Rafael’s head tipped almost imperceptibly, as if something inside had pricked him. Joaquin’s brows knit. “He did?” The surprise seemed genuine. “He’s parsimonious with those old names.”
“I gathered.” Jihye felt for the amulet through her coat, the bronze disc warm as breath against her palm. She did not take it out. “I don’t know what it means.”
“Later,” Rafael said. Not unkind. Not soft. Just done. The word made a shelf of his mouth.
Jihye tucked the question away and let the trees resume their march.
The day leaned. Shadows elongated and went thin at the thighs. The ferns gave way to scrub and to stands of birch that gleamed as if someone had lifted the bark and polished the pale underflesh. One ridge crested; another shouldered up to replace it.
When it came, it came in the way a storm does, the air itself changing its mind.
It was small at first. Jihye’s skin noticed it: a heaviness, as if the world had taken a deep breath and then refused to let it go.

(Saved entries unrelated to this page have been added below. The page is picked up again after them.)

//! `solar-eda` - CLI for the solar dataset analysis
//!
//! This binary runs the analysis pipeline and provides helpers for inspecting
//! the dataset registry and configuration.

#![warn(missing_debug_implementations)]
#![deny(unsafe_code)]

use clap::Parser;

use solar_eda::cli::{Cli, Command, ConfigCommand, DatasetsCommand, RunCommand};
use solar_eda::{init_logging, pipeline, Config, DatasetFile};

fn main() -> Result<(), Box<dyn std::error::Error>> {
    let cli = Cli::parse();

    // Initialize logging based on verbosity
    init_logging(cli.verbosity());

    // Load configuration
    let mut config = Config::load_from(cli.config.clone())?;

    // Execute the command
    match cli.command {
        None => handle_run(&mut config, &RunCommand::default()),
        Some(Command::Run(run_cmd)) => handle_run(&mut config, &run_cmd),
        Some(Command::Datasets(datasets_cmd)) => handle_datasets(&config, &datasets_cmd),
        Some(Command::Config(config_cmd)) => handle_config(&config, config_cmd),
    }
}

fn handle_run(config: &mut Config, cmd: &RunCommand) -> Result<(), Box<dyn std::error::Error>> {
    cmd.apply(config)?;
    let selection = cmd.selection()?;

    let reports = pipeline::run(config, &selection)?;

    if cmd.json {
        println!("{}", serde_json::to_string_pretty(&reports)?);
    } else {
        for report in &reports {
            print!("{}", report.render_text());
        }
    }
    Ok(())
}

fn handle_datasets(config: &Config, cmd: &DatasetsCommand) -> Result<(), Box<dyn std::error::Error>> {
    let data_dir = &config.paths.data_dir;
    if cmd.json {
        let datasets: Vec<_> = DatasetFile::ALL
            .iter()
            .map(|d| {
                let path = d.path_in(data_dir);
                serde_json::json!({
                    "name": d.name(),
                    "path": path,
                    "exists": path.exists(),
                })
            })
            .collect();
        println!("{}", serde_json::to_string_pretty(&datasets)?);
    } else {
        for d in DatasetFile::ALL {
            let path = d.path_in(data_dir);
            let marker = if path.exists() { "" } else { "  (missing)" };
            println!("{:<22} {}{marker}", d.name(), path.display());
        }
    }
    Ok(())
}

fn handle_config(config: &Config, cmd: ConfigCommand) -> Result<(), Box<dyn std::error::Error>> {
    match cmd {
        ConfigCommand::Show { json } => {
            if json {
                println!("{}", serde_json::to_string_pretty(config)?);
            } else {
                println!("Current Configuration");
                println!("=====================");
                println!();
                println!("[Paths]");
                println!("  Data directory:     {}", config.paths.data_dir.display());
                println!("  Output directory:   {}", config.paths.output_dir.display());
                println!();
                println!("[Plots]");
                println!("  Enabled:            {}", config.plots.enabled);
                println!("  Format:             {}", config.plots.format);
                match config.bubble_point_limit() {
                    Some(limit) => println!("  Max bubble points:  {limit}"),
                    None => println!("  Max bubble points:  unlimited"),
                }
            }
        }
        ConfigCommand::Path => {
            println!("{}", Config::default_config_path().display());
        }
        ConfigCommand::Validate { file } => {
            let path = file.unwrap_or_else(Config::default_config_path);
            println!("Validating configuration: {}", path.display());
            Config::validate_file(&path)?;
            println!("Configuration is valid.");
        }
    }
    Ok(())
}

Her neck prickled. Her ears wanted to rise and refused because she held them down with will alone. The horses tossed and snorted, hooves chuffing restless dust.
“Do you feel that?” Caleb whispered.
Rafael’s eyes narrowed. “Yes.”
Joaquin pointed, not ahead but low. “There,” he said, and Jihye followed his finger to the edge of the path, where the leaf litter looked wrong. Not disturbed. Arranged. The lines of it were too neat, the spirals too regular. A glyph written in the language of desiccation.
“Don’t step there,” Rafael said sharply, as Caleb’s horse sidled. “Bind your breath. She likes the answers you exhale.”
“She?” Jihye asked, but she already heard it: a sound too high to be human, too thin to be a branch, a sound like knives playing at bees.
The wasps came like a thought you couldn’t unthink.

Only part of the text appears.